Pick each line containing "Display" out of the records.

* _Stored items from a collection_

=== Begin Enclosure ===

//! Boundary error type
//!
//! Every variant maps to one stable negative status code. Zero is success.

/// Errors surfaced by the bridges and the exported C functions
#[derive(Debug, thiserror::Error)]
pub enum Error {
    #[error("cannot describe compressed audio format: {0}")]
    CompressedFormat(String),

    #[error("cannot describe PCM format: {0}")]
    PcmFormat(String),

    #[error("failed to allocate {0} byte PCM buffer")]
    OutputAllocation(usize),

    #[error("failed to create audio converter: {0}")]
    Converter(String),

    #[error("converter produced no data")]
    NoData,

    #[error("conversion failed: {0}")]
    Conversion(String),

    #[error("produced {produced} bytes, caller declared {expected}")]
    SizeMismatch { produced: usize, expected: usize },

    #[error("invalid parameter sets: {0}")]
    ParameterSets(String),

    #[error("failed to create decode session: {0}")]
    Session(String),

    #[error("capture device error: {0}")]
    Device(String),

    #[error("decode failed: {0}")]
    Decode(String),

    #[error("buffer holds {len} bytes, {required} required")]
    BufferTooSmall { len: usize, required: usize },

    #[error("not supported: {0}")]
    Unsupported(String),

    #[error("invalid pointer")]
    InvalidPointer,

    #[error("invalid argument: {0}")]
    InvalidArgument(String),

    #[error("invalid utf-8: {0}")]
    Utf8(#[from] std::str::Utf8Error),

    #[error("capture session closed")]
    Closed,

    #[error("panic")]
    Panic,
}

pub type Result<T, E = Error> = std::result::Result<T, E>;

impl Error {
    /// Stable negative status code returned across the C boundary
    pub fn code(&self) -> i32 {
        match self {
            Error::CompressedFormat(_) => -1,
            Error::PcmFormat(_) => -2,
            Error::OutputAllocation(_) => -3,
            Error::Converter(_) => -4,
            Error::NoData => -5,
            Error::Conversion(_) => -6,
            Error::SizeMismatch { .. } => -7,
            Error::ParameterSets(_) => -8,
            Error::Session(_) => -9,
            Error::Device(_) => -10,
            Error::Decode(_) => -11,
            Error::BufferTooSmall { .. } => -12,
            Error::Unsupported(_) => -13,
            Error::InvalidPointer => -14,
            Error::InvalidArgument(_) => -15,
            Error::Utf8(_) => -16,
            Error::Closed => -17,
            Error::Panic => -18,
        }
    }
}
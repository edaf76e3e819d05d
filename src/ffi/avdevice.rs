//! libavdevice function declarations
//!
//! Capture devices (v4l2, avfoundation, dshow) register as input formats.

unsafe extern "C" {
  /// Register all input and output devices
  pub fn avdevice_register_all();
}

/// Register devices once per process
pub fn register_devices() {
  static ONCE: std::sync::Once = std::sync::Once::new();
  ONCE.call_once(|| unsafe { avdevice_register_all() });
}
//! AAC decoding with libavcodec.

use super::FFmpeg;
use crate::bridge::{
    AacFormat, AudioConverter, AudioConverterBackend, ConvertStatus, PacketSource, PcmBuffer,
    PcmFormat,
};
use crate::codec::{CodecContext, DecoderConfig, Frame, Packet};
use crate::ffi::{AVCodecID, AVSampleFormat};
use crate::{Error, Result};

impl AudioConverterBackend for FFmpeg {
    fn create(&self, from: &AacFormat, to: &PcmFormat) -> Result<Box<dyn AudioConverter>> {
        if from.sample_rate != to.sample_rate || from.channels != to.channels {
            return Err(Error::Converter(format!(
                "cannot resample {} Hz x{} to {} Hz x{}",
                from.sample_rate, from.channels, to.sample_rate, to.channels
            )));
        }

        let config = DecoderConfig {
            codec_id: AVCodecID::Aac,
            thread_count: 1,
            extradata: Some(from.audio_specific_config().to_vec()),
            sample_rate: Some(from.sample_rate),
            channels: Some(from.channels),
            ..Default::default()
        };

        let open = || -> crate::codec::CodecResult<CodecContext> {
            let mut ctx = CodecContext::new_decoder(AVCodecID::Aac)?;
            ctx.configure_decoder(&config)?;
            ctx.open()?;
            Ok(ctx)
        };
        let ctx = open().map_err(|e| Error::Converter(e.to_string()))?;

        Ok(Box::new(AacConverter {
            ctx,
            channels: to.channels as usize,
        }))
    }
}

/// One-shot AAC decoder producing interleaved float PCM
struct AacConverter {
    ctx: CodecContext,
    channels: usize,
}

impl AacConverter {
    /// Append one decoded frame to `out`; returns frames taken.
    fn push_frame(&self, frame: &Frame, out: &mut PcmBuffer) -> Result<usize> {
        if frame.channels() != self.channels {
            return Err(Error::Conversion(format!(
                "decoder produced {} channels, expected {}",
                frame.channels(),
                self.channels
            )));
        }

        match frame.sample_format() {
            AVSampleFormat::Flt => {
                let samples = frame
                    .audio_samples(0)
                    .ok_or_else(|| Error::Conversion("frame has no sample data".into()))?;
                Ok(out.push_interleaved(samples))
            }
            AVSampleFormat::Fltp => {
                let planes = (0..self.channels)
                    .map(|channel| frame.audio_samples(channel))
                    .collect::<Option<Vec<_>>>()
                    .ok_or_else(|| Error::Conversion("frame is missing a channel plane".into()))?;

                let mut interleaved = Vec::with_capacity(frame.nb_samples() * self.channels);
                for i in 0..frame.nb_samples() {
                    interleaved.extend(planes.iter().map(|plane| plane[i]));
                }
                Ok(out.push_interleaved(&interleaved))
            }
            other => Err(Error::Conversion(format!(
                "unsupported decoder sample format {:?}",
                other
            ))),
        }
    }
}

impl AudioConverter for AacConverter {
    fn convert(&mut self, input: &mut PacketSource<'_>, out: &mut PcmBuffer) -> Result<ConvertStatus> {
        let decode_error = |e: crate::codec::CodecError| Error::Conversion(e.to_string());

        let mut frames = Vec::new();
        while !out.is_full() {
            let Some(data) = input.next_packet() else {
                break;
            };
            let packet = Packet::from_slice(data).map_err(decode_error)?;
            frames.extend(self.ctx.decode(Some(&packet)).map_err(decode_error)?);
        }
        frames.extend(self.ctx.flush_decoder().map_err(decode_error)?);

        let mut produced = 0;
        for frame in &frames {
            produced += self.push_frame(frame, out)?;
        }

        tracing::trace!(
            target: "avbridge",
            decoded = frames.len(),
            produced,
            capacity = out.capacity(),
            "aac packet converted"
        );

        Ok(if produced > 0 {
            ConvertStatus::HaveData
        } else {
            ConvertStatus::NoData
        })
    }
}

#[cfg(test)]
mod tests {
    use super::*;
    use crate::bridge::audio::ADTS_HEADER_LEN;
    use crate::bridge::{decode_audio, DecodeRequest};

    /// ADTS header (44.1 kHz, LC, mono) and a silent single channel element:
    /// global_gain 160, long window, max_sfb 0, then END
    const SILENT_MONO: [u8; 11] = [
        0xFF, 0xF1, 0x50, 0x40, 0x01, 0x7F, 0xFC, // header
        0x01, 0x40, 0x20, 0x07,
    ];

    /// ADTS header (44.1 kHz, LC, stereo) and a silent channel pair element
    /// without common window
    const SILENT_STEREO: [u8; 14] = [
        0xFF, 0xF1, 0x50, 0x80, 0x01, 0xDF, 0xFC, // header
        0x20, 0xA0, 0x10, 0x02, 0x80, 0x40, 0x0E,
    ];

    /// Samples per AAC-LC frame
    const FRAME_LEN: usize = 1024;

    fn request(channels: i64, input: &[u8]) -> DecodeRequest<'_> {
        DecodeRequest {
            codec: 0,
            sample_rate: 44100,
            channels,
            frames: FRAME_LEN as i64,
            input,
        }
    }

    #[test]
    fn test_create_rejects_resampling() {
        let aac = AacFormat::new(0, 44100, 2).unwrap();
        let pcm = PcmFormat::new(48000, 2).unwrap();
        let err = FFmpeg.create(&aac, &pcm).err().unwrap();
        assert!(matches!(err, Error::Converter(_)));
    }

    #[test]
    fn test_exhausted_source_produces_no_data() {
        let aac = AacFormat::new(0, 44100, 2).unwrap();
        let pcm = PcmFormat::new(44100, 2).unwrap();
        let mut converter = FFmpeg.create(&aac, &pcm).unwrap();

        let mut out = PcmBuffer::new(pcm, 1024).unwrap();
        let packet = [0x21u8, 0x10, 0x05];
        let mut source = PacketSource::new(&packet);
        source.next_packet();

        let status = converter.convert(&mut source, &mut out).unwrap();
        assert_eq!(status, ConvertStatus::NoData);
        assert_eq!(out.frames(), 0);
    }

    #[test]
    fn test_decode_silent_mono_frame() {
        let mut out = vec![0xFFu8; FRAME_LEN * 4];
        decode_audio(&FFmpeg, &request(1, &SILENT_MONO), &mut out).unwrap();
        assert!(out.iter().all(|b| *b == 0));
    }

    #[test]
    fn test_decode_silent_stereo_frame_interleaved() {
        let aac = AacFormat::new(0, 44100, 2).unwrap();
        let pcm = PcmFormat::new(44100, 2).unwrap();
        let mut converter = FFmpeg.create(&aac, &pcm).unwrap();

        let mut out = PcmBuffer::new(pcm, FRAME_LEN).unwrap();
        let mut source = PacketSource::new(&SILENT_STEREO[ADTS_HEADER_LEN..]);
        let status = converter.convert(&mut source, &mut out).unwrap();

        assert_eq!(status, ConvertStatus::HaveData);
        assert_eq!(out.frames(), FRAME_LEN);
        assert_eq!(out.as_bytes().len(), FRAME_LEN * 2 * 4);
        assert!(out.as_bytes().iter().all(|b| *b == 0));
    }

    #[test]
    fn test_decoded_size_must_match_output() {
        let mut out = vec![0xFFu8; FRAME_LEN * 4 - 4];
        let err = decode_audio(&FFmpeg, &request(1, &SILENT_MONO), &mut out).unwrap_err();

        assert!(matches!(
            err,
            Error::SizeMismatch {
                produced,
                expected
            } if produced == FRAME_LEN * 4 && expected == FRAME_LEN * 4 - 4
        ));
        assert!(out.iter().all(|b| *b == 0xFF));
    }
}
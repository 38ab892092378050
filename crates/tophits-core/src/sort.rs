//! Sort declarations and typed sort-key values
//!
//! A request ranks hits either by relevance score alone (no [`SortField`]s)
//! or by a list of sort fields compared in declared order. Each hit then
//! carries one [`SortValue`] per declared field.

use std::fmt;

use serde::{Deserialize, Serialize};

/// The value type of a sort field, which selects its comparison policy.
#[derive(Debug, Clone, Copy, PartialEq, Eq, Hash, Serialize, Deserialize)]
#[serde(rename_all = "snake_case")]
pub enum SortFieldType {
    /// Relevance score; higher ranks first.
    Score,
    /// Index order of the document; lower ranks first.
    Doc,
    /// Keyword compared by term ordinal.
    String,
    /// Keyword compared by raw value.
    StringVal,
    /// 32-bit integer.
    Int,
    /// 32-bit float.
    Float,
    /// 64-bit integer.
    Long,
    /// 64-bit float.
    Double,
    /// Caller-defined comparison; cannot be merged here.
    Custom,
    /// Placeholder rewritten before execution; cannot be merged here.
    Rewriteable,
}

impl SortFieldType {
    /// All field types, in declaration order.
    pub const ALL: [Self; 10] = [
        Self::Score,
        Self::Doc,
        Self::String,
        Self::StringVal,
        Self::Int,
        Self::Float,
        Self::Long,
        Self::Double,
        Self::Custom,
        Self::Rewriteable,
    ];

    /// Stable lowercase name.
    #[must_use]
    pub const fn as_str(self) -> &'static str {
        match self {
            Self::Score => "score",
            Self::Doc => "doc",
            Self::String => "string",
            Self::StringVal => "string_val",
            Self::Int => "int",
            Self::Float => "float",
            Self::Long => "long",
            Self::Double => "double",
            Self::Custom => "custom",
            Self::Rewriteable => "rewriteable",
        }
    }

    /// Whether values of this type have a built-in comparison policy.
    #[must_use]
    pub const fn is_mergeable(self) -> bool {
        !matches!(self, Self::Custom | Self::Rewriteable)
    }
}

impl fmt::Display for SortFieldType {
    fn fmt(&self, f: &mut fmt::Formatter<'_>) -> fmt::Result {
        f.write_str(self.as_str())
    }
}

/// One entry of a sort declaration.
#[derive(Debug, Clone, PartialEq, Eq, Hash, Serialize, Deserialize)]
pub struct SortField {
    /// Field name (informational; values are matched by position)
    pub field: String,
    /// Value type of the field
    #[serde(rename = "type")]
    pub field_type: SortFieldType,
    /// Invert the natural order of this field
    #[serde(default, skip_serializing_if = "std::ops::Not::not")]
    pub reverse: bool,
}

impl SortField {
    #[must_use]
    pub fn new(field: impl Into<String>, field_type: SortFieldType) -> Self {
        Self {
            field: field.into(),
            field_type,
            reverse: false,
        }
    }

    /// Same field with its natural order inverted.
    #[must_use]
    pub fn reversed(mut self) -> Self {
        self.reverse = !self.reverse;
        self
    }
}

impl fmt::Display for SortField {
    fn fmt(&self, f: &mut fmt::Formatter<'_>) -> fmt::Result {
        write!(f, "{}:{}", self.field, self.field_type)?;
        if self.reverse {
            f.write_str(":reverse")?;
        }
        Ok(())
    }
}

/// Render a sort declaration for diagnostics (`_score` when empty).
#[must_use]
pub fn describe_sort(sort: &[SortField]) -> String {
    if sort.is_empty() {
        return "_score".to_string();
    }
    sort.iter()
        .map(ToString::to_string)
        .collect::<Vec<_>>()
        .join(",")
}

/// A typed sort-key value carried by a hit.
#[derive(Debug, Clone, PartialEq, Serialize, Deserialize)]
#[serde(tag = "type", content = "value", rename_all = "snake_case")]
pub enum SortValue {
    Double(f64),
    Float(f32),
    Int(i32),
    Long(i64),
    Str(String),
    /// Document index order
    Doc(i32),
    /// The document has no value for a keyword field
    Missing,
}

impl SortValue {
    /// Stable lowercase name of the variant.
    #[must_use]
    pub const fn kind(&self) -> &'static str {
        match self {
            Self::Double(_) => "double",
            Self::Float(_) => "float",
            Self::Int(_) => "int",
            Self::Long(_) => "long",
            Self::Str(_) => "str",
            Self::Doc(_) => "doc",
            Self::Missing => "missing",
        }
    }
}

impl From<f64> for SortValue {
    fn from(v: f64) -> Self {
        Self::Double(v)
    }
}

impl From<f32> for SortValue {
    fn from(v: f32) -> Self {
        Self::Float(v)
    }
}

impl From<i32> for SortValue {
    fn from(v: i32) -> Self {
        Self::Int(v)
    }
}

impl From<i64> for SortValue {
    fn from(v: i64) -> Self {
        Self::Long(v)
    }
}

impl From<&str> for SortValue {
    fn from(v: &str) -> Self {
        Self::Str(v.to_string())
    }
}

impl From<String> for SortValue {
    fn from(v: String) -> Self {
        Self::Str(v)
    }
}

impl<T: Into<Self>> From<Option<T>> for SortValue {
    fn from(v: Option<T>) -> Self {
        v.map_or(Self::Missing, Into::into)
    }
}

=== End Enclosure ===

* _THE ANSWER_
impl fmt::Display for SortFieldType {
impl fmt::Display for SortField {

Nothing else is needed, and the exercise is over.